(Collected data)

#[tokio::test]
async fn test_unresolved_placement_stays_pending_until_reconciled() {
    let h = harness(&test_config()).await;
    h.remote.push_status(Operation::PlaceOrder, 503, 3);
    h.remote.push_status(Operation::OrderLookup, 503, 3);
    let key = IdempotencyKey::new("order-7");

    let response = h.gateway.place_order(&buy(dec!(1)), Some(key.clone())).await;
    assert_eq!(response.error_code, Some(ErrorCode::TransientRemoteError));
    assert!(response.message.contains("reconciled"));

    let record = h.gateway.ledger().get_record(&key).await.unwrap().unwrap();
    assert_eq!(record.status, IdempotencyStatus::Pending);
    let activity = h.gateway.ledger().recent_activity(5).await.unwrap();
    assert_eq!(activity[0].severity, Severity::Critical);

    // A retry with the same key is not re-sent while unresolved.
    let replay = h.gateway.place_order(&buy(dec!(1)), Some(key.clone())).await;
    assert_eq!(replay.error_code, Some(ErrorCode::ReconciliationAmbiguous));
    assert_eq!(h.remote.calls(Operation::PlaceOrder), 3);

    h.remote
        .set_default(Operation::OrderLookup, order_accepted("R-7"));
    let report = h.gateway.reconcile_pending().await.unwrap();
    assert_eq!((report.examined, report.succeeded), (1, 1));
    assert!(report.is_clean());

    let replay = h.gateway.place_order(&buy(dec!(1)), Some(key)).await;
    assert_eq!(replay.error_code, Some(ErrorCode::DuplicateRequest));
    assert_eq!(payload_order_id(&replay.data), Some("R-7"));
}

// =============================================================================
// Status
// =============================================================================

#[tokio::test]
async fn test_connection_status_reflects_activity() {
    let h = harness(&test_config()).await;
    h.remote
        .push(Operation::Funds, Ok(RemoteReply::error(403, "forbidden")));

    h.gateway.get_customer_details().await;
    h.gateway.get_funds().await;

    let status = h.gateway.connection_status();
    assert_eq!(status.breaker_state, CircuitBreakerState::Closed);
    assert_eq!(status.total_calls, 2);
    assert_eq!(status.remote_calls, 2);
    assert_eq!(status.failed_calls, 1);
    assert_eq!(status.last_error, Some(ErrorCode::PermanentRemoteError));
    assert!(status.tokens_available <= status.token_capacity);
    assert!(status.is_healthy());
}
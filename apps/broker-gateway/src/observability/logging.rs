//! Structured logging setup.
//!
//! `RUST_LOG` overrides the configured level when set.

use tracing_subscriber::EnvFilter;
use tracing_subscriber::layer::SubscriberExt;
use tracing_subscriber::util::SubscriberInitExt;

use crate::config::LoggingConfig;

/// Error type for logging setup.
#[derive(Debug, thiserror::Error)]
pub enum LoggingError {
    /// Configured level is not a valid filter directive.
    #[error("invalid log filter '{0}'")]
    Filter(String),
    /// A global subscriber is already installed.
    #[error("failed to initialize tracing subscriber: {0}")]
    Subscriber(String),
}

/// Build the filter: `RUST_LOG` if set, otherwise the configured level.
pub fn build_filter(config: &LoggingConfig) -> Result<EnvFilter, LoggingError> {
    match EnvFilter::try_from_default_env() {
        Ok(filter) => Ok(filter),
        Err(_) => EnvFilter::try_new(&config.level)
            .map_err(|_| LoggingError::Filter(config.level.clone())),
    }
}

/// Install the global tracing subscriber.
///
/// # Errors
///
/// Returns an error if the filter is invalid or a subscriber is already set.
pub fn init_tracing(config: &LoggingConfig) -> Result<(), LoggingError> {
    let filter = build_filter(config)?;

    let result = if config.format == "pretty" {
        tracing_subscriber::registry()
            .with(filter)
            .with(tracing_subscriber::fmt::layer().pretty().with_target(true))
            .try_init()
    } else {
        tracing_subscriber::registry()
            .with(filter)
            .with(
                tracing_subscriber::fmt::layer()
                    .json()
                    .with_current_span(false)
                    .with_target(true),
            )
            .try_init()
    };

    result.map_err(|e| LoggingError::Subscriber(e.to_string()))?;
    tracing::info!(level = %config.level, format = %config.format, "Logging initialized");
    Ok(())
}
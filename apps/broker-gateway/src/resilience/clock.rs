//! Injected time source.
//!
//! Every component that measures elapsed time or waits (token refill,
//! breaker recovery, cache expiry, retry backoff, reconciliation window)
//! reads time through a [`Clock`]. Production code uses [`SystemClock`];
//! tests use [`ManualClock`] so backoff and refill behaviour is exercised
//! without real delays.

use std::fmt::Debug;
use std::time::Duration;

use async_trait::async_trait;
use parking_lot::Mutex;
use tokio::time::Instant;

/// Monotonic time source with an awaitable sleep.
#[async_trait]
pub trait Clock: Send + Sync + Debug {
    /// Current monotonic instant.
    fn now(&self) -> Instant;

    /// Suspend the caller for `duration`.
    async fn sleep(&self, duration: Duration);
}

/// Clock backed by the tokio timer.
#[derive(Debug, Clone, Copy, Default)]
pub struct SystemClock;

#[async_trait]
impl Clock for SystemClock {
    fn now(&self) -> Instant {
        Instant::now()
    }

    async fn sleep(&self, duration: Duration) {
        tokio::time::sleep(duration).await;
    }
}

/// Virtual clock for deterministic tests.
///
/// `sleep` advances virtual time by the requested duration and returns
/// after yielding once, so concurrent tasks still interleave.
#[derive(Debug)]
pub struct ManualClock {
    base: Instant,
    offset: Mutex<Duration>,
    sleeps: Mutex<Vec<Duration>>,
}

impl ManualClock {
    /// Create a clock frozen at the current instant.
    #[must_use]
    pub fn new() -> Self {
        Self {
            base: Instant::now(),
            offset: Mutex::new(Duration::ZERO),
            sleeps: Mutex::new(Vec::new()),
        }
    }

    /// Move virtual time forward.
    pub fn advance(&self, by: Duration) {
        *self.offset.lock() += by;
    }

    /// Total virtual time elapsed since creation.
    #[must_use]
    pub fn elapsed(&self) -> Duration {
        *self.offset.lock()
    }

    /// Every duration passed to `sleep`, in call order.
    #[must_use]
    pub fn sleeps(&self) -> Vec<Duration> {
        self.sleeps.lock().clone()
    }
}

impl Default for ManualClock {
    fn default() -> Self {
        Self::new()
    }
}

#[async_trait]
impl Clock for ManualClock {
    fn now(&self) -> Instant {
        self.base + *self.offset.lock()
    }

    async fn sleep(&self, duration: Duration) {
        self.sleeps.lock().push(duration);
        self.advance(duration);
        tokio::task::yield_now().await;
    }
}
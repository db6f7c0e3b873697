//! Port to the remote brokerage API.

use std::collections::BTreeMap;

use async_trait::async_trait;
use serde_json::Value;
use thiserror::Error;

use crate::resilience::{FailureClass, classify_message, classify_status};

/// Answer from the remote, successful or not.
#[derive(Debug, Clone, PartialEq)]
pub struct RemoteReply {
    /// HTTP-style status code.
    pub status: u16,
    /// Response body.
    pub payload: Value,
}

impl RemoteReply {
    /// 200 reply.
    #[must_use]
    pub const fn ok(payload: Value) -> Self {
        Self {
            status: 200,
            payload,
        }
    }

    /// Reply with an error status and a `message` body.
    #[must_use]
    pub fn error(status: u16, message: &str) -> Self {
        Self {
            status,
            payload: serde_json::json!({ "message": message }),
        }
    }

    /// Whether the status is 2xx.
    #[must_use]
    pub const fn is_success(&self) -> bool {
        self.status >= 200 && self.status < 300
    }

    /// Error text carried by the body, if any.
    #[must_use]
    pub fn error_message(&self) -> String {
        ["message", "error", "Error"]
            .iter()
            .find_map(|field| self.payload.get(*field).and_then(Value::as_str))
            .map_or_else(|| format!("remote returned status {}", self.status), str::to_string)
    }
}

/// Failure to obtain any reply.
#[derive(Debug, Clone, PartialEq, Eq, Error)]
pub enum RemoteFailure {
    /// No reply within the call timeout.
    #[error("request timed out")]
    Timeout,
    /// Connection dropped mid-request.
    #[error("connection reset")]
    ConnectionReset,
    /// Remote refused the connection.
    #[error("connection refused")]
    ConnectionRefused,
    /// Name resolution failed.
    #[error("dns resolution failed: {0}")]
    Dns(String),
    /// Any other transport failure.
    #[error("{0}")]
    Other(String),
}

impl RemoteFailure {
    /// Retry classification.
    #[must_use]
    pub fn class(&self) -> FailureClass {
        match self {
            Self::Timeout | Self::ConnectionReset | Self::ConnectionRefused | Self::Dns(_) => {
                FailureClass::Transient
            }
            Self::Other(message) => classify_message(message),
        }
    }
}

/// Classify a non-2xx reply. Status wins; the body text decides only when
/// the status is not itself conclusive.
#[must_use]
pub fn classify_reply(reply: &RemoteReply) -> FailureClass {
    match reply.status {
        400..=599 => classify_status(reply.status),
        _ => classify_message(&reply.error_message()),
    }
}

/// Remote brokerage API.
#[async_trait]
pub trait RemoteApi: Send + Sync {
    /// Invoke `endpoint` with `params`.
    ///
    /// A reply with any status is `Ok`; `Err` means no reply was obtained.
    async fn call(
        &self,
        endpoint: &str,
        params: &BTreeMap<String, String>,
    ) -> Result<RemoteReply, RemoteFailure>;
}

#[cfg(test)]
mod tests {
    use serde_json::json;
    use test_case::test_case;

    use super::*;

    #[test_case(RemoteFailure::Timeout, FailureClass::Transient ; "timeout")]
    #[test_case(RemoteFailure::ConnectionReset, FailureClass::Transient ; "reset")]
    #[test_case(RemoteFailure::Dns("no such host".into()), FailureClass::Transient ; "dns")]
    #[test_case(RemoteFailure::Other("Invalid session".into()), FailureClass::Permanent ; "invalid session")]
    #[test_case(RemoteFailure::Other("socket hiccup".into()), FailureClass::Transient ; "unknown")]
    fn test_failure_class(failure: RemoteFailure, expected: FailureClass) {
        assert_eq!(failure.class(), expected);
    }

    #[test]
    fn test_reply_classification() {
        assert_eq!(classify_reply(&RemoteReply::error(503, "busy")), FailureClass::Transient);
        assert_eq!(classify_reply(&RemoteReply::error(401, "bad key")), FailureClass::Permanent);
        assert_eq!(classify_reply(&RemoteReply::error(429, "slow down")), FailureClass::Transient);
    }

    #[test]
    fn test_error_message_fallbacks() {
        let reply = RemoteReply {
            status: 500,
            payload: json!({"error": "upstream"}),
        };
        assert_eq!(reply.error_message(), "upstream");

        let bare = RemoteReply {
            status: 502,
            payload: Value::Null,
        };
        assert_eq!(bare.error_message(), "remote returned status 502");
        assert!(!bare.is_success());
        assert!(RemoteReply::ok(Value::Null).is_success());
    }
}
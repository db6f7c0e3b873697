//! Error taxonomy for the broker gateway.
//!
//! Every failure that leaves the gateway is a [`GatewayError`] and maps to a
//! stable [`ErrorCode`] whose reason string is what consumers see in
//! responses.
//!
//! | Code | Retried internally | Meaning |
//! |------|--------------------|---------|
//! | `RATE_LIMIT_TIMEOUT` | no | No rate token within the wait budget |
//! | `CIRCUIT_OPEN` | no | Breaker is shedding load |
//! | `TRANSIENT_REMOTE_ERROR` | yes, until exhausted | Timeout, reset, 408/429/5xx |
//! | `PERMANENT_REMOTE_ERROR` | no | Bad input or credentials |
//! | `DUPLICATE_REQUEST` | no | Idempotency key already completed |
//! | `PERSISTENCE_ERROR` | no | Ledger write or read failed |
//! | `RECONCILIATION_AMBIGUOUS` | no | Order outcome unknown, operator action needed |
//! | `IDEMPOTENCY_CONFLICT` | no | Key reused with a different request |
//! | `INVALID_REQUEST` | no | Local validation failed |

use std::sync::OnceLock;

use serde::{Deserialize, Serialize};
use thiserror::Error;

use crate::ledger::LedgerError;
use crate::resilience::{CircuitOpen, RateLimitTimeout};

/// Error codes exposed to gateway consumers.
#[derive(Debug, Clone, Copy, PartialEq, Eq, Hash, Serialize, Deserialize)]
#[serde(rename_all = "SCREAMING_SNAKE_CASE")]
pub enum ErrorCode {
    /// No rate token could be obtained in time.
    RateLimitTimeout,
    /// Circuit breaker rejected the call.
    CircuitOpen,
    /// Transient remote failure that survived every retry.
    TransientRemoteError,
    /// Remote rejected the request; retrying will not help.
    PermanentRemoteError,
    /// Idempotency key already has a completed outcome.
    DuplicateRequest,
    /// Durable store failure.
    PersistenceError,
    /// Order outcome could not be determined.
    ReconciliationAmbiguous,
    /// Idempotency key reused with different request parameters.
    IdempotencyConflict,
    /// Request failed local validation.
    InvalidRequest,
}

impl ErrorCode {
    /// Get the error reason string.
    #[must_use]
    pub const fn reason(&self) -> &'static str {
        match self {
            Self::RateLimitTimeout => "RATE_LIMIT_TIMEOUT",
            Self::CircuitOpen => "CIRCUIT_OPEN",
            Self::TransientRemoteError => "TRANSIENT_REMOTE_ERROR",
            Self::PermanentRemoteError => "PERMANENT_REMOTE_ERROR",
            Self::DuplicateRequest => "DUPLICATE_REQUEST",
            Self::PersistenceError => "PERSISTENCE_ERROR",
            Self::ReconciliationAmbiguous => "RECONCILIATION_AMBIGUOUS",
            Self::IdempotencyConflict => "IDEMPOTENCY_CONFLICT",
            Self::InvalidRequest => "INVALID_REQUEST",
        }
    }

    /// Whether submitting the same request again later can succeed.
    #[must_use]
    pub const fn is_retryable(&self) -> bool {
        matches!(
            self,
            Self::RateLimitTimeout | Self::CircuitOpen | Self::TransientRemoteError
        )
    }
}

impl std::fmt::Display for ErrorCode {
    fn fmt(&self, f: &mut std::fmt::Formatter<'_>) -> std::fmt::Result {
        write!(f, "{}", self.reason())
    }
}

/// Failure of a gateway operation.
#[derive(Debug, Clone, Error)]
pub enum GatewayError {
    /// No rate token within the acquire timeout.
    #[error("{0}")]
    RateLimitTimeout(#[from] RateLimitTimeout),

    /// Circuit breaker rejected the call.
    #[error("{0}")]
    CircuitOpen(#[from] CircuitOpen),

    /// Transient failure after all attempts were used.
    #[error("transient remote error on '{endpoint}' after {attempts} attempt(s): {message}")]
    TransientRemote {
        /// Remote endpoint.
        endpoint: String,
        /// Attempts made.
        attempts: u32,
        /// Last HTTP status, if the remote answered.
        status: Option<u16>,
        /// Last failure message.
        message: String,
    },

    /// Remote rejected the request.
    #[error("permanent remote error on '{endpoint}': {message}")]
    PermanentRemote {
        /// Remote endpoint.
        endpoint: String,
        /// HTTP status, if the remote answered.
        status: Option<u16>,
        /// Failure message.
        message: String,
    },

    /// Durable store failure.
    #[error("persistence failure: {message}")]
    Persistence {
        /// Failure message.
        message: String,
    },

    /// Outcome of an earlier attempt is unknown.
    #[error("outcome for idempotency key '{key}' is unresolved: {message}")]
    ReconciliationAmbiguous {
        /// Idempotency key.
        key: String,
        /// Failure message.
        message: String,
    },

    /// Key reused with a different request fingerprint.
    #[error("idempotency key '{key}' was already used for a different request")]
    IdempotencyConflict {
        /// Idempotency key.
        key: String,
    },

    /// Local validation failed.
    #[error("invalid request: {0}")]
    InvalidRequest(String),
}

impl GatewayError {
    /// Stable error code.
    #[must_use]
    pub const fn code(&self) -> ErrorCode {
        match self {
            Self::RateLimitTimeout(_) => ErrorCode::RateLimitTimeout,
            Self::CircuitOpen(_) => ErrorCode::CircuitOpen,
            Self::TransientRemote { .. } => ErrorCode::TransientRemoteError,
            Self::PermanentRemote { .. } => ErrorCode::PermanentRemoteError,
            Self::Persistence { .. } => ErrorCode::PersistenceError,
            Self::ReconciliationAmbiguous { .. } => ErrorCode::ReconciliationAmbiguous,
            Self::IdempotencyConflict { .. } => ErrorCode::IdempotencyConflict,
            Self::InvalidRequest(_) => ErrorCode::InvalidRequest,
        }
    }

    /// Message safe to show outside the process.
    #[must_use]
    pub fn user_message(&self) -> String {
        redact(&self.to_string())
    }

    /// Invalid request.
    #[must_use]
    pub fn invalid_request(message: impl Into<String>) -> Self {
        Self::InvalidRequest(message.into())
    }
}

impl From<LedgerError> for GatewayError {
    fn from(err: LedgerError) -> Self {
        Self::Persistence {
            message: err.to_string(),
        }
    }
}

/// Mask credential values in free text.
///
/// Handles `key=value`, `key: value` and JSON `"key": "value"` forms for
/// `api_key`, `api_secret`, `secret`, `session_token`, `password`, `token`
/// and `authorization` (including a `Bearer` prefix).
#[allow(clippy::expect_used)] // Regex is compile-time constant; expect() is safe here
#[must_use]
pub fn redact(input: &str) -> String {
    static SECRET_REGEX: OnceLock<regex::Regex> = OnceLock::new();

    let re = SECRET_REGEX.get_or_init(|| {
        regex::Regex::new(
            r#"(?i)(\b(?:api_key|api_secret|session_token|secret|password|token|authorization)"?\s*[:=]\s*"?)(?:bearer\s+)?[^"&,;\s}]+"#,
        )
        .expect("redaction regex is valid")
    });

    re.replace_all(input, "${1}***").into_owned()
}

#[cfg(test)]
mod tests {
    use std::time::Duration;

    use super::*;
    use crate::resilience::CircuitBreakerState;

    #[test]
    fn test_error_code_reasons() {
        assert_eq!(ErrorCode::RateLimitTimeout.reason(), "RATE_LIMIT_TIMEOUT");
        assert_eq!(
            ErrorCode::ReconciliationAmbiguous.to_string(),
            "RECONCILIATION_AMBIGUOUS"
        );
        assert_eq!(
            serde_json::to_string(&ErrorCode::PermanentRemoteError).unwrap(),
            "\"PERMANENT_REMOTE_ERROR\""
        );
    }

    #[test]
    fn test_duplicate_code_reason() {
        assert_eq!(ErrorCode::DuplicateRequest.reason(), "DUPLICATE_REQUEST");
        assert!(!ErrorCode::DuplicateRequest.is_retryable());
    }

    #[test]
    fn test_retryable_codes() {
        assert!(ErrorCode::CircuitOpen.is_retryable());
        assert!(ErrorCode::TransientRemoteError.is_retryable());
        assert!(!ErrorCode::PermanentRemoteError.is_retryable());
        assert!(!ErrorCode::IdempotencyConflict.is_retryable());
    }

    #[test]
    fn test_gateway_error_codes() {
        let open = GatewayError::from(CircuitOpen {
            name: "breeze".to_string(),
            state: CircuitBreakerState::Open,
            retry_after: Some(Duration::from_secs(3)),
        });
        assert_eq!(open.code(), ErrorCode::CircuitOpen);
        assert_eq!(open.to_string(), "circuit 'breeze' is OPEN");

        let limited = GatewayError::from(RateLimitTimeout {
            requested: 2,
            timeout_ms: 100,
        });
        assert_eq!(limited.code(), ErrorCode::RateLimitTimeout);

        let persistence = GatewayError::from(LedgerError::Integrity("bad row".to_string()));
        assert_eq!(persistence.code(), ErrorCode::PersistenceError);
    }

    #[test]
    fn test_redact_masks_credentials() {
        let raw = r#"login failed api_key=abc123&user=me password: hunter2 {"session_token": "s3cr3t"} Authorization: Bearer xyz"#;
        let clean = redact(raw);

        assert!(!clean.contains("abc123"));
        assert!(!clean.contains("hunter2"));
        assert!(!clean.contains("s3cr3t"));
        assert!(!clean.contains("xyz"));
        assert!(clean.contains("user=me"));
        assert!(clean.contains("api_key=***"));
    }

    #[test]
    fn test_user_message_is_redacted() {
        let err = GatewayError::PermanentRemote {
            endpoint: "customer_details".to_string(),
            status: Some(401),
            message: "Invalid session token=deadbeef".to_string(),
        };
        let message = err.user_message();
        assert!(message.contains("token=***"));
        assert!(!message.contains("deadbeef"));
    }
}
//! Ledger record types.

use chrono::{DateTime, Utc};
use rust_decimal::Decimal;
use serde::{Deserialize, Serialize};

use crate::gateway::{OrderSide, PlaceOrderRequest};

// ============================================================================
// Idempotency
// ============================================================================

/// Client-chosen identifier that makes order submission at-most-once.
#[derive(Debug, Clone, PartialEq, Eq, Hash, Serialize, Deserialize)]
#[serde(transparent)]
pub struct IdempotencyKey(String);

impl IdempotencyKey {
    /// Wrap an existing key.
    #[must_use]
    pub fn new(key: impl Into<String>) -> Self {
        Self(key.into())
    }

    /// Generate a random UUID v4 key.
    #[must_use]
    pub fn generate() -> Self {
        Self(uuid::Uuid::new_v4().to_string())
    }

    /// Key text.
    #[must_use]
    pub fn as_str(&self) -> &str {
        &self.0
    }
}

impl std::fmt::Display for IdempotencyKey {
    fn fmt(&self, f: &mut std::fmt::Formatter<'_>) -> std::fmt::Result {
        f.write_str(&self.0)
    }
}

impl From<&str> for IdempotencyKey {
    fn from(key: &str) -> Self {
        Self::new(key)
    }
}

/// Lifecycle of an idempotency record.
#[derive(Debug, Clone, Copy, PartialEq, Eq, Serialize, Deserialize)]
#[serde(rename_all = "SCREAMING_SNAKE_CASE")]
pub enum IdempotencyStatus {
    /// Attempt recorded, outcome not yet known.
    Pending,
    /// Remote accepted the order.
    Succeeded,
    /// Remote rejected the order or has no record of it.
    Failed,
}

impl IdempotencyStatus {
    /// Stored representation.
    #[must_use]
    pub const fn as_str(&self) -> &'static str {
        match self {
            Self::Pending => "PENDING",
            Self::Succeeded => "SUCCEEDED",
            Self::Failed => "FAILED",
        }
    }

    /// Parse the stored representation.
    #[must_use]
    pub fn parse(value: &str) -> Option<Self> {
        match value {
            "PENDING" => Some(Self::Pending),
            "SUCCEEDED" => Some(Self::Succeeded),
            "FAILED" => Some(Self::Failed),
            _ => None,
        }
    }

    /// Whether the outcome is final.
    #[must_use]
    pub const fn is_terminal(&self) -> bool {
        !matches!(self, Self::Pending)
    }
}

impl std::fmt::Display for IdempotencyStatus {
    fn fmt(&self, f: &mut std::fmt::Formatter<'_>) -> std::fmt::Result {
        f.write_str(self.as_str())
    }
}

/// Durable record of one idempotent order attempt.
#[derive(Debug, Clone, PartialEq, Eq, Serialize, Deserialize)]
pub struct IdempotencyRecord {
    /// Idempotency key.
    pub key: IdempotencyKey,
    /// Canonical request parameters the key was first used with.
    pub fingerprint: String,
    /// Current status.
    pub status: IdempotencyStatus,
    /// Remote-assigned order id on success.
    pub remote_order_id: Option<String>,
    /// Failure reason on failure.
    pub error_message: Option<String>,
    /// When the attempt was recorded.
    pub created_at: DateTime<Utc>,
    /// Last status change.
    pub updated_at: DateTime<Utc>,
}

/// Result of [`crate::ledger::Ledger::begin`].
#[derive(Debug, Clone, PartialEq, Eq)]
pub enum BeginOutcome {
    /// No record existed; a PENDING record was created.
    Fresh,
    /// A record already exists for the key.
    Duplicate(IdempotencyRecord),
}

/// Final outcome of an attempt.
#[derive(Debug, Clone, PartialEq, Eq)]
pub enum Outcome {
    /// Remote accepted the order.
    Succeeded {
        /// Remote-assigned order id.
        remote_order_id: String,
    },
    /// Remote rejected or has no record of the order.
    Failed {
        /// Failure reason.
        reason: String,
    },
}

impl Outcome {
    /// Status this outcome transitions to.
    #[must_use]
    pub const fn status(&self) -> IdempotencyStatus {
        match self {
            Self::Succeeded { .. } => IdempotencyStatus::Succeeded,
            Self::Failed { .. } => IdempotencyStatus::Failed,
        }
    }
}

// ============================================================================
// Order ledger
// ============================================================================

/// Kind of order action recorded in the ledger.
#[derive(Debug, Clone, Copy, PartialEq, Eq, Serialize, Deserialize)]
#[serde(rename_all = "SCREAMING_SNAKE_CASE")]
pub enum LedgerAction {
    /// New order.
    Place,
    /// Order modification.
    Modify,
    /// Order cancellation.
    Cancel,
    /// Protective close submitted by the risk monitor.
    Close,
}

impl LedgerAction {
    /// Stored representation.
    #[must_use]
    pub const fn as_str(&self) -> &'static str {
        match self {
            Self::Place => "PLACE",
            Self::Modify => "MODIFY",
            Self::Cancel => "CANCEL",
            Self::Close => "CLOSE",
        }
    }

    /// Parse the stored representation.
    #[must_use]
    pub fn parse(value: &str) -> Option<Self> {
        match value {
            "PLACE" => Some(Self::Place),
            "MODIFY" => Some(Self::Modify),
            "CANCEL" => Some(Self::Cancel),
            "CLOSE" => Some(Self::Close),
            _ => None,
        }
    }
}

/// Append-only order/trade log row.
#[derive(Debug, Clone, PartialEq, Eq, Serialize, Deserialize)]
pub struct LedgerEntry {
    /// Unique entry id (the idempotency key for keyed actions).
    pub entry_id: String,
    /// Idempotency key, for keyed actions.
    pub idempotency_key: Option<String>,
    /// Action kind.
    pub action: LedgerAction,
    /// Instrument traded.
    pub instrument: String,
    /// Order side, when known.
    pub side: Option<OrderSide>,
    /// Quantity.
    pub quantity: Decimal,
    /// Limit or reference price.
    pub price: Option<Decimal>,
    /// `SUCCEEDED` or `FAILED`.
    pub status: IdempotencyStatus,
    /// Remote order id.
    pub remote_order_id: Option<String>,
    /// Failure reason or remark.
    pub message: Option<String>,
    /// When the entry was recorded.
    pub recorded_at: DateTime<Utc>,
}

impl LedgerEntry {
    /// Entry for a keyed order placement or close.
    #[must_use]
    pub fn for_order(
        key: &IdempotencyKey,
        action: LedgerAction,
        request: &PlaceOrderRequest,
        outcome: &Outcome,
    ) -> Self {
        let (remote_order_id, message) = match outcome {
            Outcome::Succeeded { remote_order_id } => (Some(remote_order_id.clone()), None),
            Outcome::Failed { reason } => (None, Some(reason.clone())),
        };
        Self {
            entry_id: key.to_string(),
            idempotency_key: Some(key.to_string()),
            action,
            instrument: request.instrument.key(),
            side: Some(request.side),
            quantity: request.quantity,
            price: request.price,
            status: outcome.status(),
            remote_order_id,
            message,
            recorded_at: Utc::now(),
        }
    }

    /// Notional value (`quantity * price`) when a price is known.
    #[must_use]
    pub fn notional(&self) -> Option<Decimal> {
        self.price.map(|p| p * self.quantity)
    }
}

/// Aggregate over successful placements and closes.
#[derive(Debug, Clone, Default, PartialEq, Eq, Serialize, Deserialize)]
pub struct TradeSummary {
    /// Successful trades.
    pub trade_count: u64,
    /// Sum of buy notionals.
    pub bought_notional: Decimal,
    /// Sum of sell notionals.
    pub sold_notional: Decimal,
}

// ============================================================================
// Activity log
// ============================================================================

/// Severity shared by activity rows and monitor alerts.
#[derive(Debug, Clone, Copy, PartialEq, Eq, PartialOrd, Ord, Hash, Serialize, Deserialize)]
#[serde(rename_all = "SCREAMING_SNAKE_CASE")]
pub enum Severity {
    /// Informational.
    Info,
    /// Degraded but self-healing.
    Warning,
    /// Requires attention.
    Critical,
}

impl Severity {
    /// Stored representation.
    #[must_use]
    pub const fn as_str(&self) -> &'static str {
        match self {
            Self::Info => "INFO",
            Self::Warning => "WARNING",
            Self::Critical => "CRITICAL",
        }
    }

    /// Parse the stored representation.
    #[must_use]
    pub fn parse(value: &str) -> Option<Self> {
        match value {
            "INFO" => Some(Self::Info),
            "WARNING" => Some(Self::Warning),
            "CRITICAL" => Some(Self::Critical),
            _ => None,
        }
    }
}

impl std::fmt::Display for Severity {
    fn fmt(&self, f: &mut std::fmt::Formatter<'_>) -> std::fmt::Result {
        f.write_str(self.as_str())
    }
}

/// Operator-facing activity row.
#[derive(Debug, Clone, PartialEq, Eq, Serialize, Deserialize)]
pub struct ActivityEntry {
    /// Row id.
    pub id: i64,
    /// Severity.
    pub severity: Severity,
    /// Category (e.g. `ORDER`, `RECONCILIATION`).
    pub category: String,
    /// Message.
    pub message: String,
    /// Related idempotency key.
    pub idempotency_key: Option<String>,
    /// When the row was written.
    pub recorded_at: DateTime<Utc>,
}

*Exercise details*: Each line of the data that contains "unwrap" belongs in the answer.

*Written reply*:
    let record = h.gateway.ledger().get_record(&key).await.unwrap().unwrap();
    let activity = h.gateway.ledger().recent_activity(5).await.unwrap();
    let report = h.gateway.reconcile_pending().await.unwrap();
            serde_json::to_string(&ErrorCode::PermanentRemoteError).unwrap(),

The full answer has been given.